(Dataset excerpts)
»»

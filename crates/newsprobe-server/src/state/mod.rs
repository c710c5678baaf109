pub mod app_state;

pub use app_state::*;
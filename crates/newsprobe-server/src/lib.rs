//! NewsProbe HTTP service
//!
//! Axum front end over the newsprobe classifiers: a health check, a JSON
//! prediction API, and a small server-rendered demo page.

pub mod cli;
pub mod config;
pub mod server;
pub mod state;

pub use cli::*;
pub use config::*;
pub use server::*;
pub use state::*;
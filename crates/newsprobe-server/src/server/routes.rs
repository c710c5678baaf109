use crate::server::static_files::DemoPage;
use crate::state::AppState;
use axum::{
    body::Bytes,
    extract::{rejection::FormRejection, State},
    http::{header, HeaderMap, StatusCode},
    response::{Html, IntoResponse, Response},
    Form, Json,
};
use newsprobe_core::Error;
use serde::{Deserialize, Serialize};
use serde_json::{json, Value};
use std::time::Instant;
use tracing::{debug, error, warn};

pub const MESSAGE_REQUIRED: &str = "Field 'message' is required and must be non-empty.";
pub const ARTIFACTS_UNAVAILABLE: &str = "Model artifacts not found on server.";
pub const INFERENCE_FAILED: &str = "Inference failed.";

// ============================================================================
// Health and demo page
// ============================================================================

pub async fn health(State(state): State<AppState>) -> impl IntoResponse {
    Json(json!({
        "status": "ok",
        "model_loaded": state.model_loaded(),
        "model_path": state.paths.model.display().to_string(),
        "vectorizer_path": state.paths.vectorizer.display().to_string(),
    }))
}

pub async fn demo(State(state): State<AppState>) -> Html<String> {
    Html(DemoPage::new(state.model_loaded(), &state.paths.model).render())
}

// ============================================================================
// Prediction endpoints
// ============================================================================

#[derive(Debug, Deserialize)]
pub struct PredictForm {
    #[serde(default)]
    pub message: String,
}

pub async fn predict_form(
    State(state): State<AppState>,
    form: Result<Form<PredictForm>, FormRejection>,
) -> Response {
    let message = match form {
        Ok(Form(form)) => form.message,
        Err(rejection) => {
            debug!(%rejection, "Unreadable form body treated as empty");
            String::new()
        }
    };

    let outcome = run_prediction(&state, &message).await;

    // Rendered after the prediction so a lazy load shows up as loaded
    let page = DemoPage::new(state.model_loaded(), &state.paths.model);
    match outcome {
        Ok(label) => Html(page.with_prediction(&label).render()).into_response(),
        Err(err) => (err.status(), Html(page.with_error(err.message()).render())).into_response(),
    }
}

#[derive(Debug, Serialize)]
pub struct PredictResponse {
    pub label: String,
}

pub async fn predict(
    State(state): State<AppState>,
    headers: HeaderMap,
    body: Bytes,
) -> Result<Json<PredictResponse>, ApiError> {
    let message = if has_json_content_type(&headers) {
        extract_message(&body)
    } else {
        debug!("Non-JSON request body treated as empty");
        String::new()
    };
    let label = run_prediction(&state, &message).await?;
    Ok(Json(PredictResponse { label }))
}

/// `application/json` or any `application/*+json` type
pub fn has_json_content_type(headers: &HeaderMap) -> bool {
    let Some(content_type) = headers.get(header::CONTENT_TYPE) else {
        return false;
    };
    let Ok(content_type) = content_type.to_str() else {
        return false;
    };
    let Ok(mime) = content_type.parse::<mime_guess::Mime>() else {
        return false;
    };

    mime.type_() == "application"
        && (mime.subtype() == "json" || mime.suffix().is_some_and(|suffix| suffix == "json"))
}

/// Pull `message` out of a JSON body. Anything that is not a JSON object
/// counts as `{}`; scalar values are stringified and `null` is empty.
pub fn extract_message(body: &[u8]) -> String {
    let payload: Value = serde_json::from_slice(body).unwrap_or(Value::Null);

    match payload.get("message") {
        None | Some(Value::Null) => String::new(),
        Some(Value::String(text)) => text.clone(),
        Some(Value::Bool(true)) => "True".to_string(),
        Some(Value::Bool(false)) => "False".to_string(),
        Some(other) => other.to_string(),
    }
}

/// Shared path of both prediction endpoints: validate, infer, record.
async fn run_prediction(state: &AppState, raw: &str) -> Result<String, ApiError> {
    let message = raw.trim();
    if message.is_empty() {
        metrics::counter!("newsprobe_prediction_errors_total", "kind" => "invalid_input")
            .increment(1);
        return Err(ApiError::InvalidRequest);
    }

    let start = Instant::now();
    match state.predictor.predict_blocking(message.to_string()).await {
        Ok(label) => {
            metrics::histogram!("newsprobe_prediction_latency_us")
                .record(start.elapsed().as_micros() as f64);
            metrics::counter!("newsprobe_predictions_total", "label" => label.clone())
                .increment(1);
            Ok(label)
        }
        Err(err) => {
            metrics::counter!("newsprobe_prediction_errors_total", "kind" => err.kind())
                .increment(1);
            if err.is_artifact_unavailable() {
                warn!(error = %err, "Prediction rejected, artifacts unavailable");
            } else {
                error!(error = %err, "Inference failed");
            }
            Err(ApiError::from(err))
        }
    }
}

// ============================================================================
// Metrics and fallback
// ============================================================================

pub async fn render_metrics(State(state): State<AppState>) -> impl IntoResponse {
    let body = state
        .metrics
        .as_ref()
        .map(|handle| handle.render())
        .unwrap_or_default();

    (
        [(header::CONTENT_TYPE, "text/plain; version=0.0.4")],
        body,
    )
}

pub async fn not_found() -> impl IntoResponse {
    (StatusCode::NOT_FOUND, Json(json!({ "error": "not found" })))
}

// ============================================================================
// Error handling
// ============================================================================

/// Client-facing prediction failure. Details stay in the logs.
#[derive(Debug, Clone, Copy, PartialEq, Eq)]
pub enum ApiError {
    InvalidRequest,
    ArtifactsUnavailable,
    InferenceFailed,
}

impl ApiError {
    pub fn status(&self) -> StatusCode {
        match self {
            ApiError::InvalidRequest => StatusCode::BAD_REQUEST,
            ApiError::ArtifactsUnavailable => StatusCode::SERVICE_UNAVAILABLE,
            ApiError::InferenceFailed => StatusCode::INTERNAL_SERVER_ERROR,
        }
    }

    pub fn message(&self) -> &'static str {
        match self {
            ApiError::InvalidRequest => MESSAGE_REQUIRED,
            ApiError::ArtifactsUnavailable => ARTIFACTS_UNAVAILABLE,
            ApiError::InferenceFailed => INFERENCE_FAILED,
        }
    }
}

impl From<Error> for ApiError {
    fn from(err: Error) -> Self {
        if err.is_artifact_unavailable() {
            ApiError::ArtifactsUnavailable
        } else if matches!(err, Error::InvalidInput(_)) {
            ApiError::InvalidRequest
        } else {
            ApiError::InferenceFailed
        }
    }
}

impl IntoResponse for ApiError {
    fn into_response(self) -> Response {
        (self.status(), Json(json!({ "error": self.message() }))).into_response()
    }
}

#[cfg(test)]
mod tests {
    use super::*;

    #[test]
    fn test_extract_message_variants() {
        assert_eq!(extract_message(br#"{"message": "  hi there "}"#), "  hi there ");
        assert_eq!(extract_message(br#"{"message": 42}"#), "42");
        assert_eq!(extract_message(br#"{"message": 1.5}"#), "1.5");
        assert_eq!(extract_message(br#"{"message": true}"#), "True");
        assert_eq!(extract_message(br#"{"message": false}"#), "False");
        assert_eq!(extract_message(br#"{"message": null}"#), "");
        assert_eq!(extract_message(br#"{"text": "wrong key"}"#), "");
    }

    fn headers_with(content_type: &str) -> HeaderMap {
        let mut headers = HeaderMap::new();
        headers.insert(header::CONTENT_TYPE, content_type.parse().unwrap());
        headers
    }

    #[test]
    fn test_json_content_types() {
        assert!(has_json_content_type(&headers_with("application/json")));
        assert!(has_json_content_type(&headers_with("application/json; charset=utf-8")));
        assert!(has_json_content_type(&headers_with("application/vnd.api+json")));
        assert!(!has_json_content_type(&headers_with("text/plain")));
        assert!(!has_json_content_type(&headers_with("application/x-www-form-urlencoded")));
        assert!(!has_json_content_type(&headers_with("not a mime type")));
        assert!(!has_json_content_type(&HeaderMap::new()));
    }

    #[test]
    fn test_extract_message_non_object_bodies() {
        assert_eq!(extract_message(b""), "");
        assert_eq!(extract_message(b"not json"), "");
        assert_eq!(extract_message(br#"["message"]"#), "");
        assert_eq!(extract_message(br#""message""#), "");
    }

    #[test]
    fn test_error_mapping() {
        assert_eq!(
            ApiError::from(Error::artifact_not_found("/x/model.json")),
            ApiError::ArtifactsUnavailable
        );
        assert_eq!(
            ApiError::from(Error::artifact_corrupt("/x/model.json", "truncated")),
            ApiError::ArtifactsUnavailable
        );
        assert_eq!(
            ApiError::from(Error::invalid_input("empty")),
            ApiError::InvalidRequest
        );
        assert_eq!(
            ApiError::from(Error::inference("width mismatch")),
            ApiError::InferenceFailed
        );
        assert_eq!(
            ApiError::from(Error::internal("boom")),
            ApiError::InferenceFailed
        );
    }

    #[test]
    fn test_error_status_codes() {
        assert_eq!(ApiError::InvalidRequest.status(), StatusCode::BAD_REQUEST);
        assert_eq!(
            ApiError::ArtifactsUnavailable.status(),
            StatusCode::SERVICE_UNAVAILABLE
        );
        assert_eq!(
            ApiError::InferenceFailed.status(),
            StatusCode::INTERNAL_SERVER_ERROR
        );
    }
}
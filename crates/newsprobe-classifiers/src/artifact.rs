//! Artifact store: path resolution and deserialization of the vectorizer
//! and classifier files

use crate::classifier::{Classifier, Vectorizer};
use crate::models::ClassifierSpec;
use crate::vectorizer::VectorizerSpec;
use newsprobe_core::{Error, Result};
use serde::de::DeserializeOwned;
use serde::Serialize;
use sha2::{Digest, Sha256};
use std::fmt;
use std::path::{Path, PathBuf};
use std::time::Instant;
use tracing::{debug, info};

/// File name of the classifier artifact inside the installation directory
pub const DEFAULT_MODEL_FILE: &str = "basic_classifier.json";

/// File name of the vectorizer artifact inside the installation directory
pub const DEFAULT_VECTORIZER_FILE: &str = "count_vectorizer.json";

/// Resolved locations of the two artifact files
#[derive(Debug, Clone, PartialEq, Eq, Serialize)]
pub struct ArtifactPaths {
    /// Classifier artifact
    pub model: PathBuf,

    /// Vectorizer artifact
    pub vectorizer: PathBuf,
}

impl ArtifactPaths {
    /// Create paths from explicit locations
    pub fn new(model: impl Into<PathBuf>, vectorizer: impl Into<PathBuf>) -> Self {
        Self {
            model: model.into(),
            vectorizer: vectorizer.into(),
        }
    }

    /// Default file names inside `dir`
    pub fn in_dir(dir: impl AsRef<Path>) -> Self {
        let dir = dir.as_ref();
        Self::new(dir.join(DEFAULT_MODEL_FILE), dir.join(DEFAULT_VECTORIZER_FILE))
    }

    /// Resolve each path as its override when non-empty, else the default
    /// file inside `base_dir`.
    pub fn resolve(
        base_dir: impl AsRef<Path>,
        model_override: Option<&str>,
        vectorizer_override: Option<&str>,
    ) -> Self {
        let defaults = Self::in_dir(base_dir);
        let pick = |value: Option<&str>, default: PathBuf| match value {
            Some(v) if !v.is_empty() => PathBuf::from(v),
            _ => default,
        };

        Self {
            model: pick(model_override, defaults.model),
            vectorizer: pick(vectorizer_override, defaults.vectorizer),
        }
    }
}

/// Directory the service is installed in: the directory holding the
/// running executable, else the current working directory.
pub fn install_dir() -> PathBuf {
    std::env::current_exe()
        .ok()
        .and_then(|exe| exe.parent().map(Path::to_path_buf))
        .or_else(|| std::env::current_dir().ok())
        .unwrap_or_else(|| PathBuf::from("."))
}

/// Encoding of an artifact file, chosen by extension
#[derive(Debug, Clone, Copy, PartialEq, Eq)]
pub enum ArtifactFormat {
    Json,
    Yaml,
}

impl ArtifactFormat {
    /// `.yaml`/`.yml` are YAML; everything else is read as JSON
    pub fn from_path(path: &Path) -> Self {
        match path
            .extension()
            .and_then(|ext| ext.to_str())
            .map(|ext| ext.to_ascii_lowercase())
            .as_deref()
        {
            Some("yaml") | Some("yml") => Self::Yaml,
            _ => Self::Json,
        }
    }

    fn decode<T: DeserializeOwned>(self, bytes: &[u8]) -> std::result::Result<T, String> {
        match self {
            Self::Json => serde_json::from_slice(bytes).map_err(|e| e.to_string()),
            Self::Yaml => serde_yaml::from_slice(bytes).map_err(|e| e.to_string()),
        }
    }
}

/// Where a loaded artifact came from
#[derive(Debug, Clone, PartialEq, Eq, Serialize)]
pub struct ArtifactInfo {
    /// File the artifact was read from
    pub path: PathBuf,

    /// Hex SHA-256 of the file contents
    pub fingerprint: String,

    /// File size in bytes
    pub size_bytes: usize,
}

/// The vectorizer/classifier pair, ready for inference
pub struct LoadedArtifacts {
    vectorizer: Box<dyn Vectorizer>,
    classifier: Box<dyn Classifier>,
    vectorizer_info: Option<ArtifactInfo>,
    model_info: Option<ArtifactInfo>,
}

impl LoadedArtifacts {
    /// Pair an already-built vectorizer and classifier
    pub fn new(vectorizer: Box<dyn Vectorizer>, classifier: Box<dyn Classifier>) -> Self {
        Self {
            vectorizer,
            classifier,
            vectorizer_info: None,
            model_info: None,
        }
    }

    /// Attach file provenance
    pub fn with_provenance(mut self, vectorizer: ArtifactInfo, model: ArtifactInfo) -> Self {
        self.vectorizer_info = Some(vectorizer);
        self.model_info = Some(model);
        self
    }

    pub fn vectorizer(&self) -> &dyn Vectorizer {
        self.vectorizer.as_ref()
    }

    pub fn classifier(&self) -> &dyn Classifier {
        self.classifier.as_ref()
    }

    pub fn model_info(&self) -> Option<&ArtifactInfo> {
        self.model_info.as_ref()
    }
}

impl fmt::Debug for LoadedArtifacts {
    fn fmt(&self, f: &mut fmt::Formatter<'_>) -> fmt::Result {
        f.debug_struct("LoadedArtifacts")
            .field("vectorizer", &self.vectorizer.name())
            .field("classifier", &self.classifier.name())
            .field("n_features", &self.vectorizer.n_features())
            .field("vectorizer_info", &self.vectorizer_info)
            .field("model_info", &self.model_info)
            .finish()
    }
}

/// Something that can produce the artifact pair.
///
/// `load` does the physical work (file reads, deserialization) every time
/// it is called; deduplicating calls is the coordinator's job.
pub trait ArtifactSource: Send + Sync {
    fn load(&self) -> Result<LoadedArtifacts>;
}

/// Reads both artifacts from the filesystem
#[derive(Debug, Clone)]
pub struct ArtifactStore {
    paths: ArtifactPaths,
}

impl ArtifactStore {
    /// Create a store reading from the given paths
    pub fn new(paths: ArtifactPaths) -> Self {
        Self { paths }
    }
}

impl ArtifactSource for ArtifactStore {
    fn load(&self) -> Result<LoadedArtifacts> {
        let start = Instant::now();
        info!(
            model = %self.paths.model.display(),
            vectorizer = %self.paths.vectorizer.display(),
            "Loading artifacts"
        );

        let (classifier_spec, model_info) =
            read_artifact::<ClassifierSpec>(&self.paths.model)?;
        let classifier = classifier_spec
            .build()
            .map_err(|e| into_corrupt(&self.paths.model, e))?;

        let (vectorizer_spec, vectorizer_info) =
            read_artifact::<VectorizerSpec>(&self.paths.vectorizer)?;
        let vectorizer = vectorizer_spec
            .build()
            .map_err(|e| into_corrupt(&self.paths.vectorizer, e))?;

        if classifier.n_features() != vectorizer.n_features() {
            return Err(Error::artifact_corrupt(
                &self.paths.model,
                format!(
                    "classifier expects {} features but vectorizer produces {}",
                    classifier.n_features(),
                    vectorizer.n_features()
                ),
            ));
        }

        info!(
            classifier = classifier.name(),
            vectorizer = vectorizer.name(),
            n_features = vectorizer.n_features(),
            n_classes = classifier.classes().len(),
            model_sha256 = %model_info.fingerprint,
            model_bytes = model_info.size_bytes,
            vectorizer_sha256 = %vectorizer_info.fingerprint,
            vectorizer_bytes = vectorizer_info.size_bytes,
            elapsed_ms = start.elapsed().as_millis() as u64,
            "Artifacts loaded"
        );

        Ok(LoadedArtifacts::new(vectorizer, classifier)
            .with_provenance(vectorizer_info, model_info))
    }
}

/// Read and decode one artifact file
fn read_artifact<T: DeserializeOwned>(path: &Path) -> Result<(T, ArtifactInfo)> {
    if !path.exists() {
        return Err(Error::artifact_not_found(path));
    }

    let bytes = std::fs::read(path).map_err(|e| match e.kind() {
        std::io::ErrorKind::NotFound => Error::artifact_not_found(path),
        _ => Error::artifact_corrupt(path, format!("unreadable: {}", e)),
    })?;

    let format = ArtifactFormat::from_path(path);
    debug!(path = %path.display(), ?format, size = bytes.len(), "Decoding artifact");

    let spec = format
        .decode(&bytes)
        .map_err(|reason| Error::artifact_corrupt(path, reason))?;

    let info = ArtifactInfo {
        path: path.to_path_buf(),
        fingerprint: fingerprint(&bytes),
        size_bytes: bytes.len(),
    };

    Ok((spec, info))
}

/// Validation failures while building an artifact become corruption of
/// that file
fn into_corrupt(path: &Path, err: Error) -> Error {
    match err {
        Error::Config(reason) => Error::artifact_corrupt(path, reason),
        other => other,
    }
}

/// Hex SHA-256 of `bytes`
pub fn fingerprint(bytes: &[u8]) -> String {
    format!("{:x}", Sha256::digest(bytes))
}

««

PROMPT:
Every line of the records that includes the word "Html" should be gathered.

EXERCISE RESULT:
    response::{Html, IntoResponse, Response},
pub async fn demo(State(state): State<AppState>) -> Html<String> {
    Html(DemoPage::new(state.model_loaded(), &state.paths.model).render())
        Ok(label) => Html(page.with_prediction(&label).render()).into_response(),
        Err(err) => (err.status(), Html(page.with_error(err.message()).render())).into_response(),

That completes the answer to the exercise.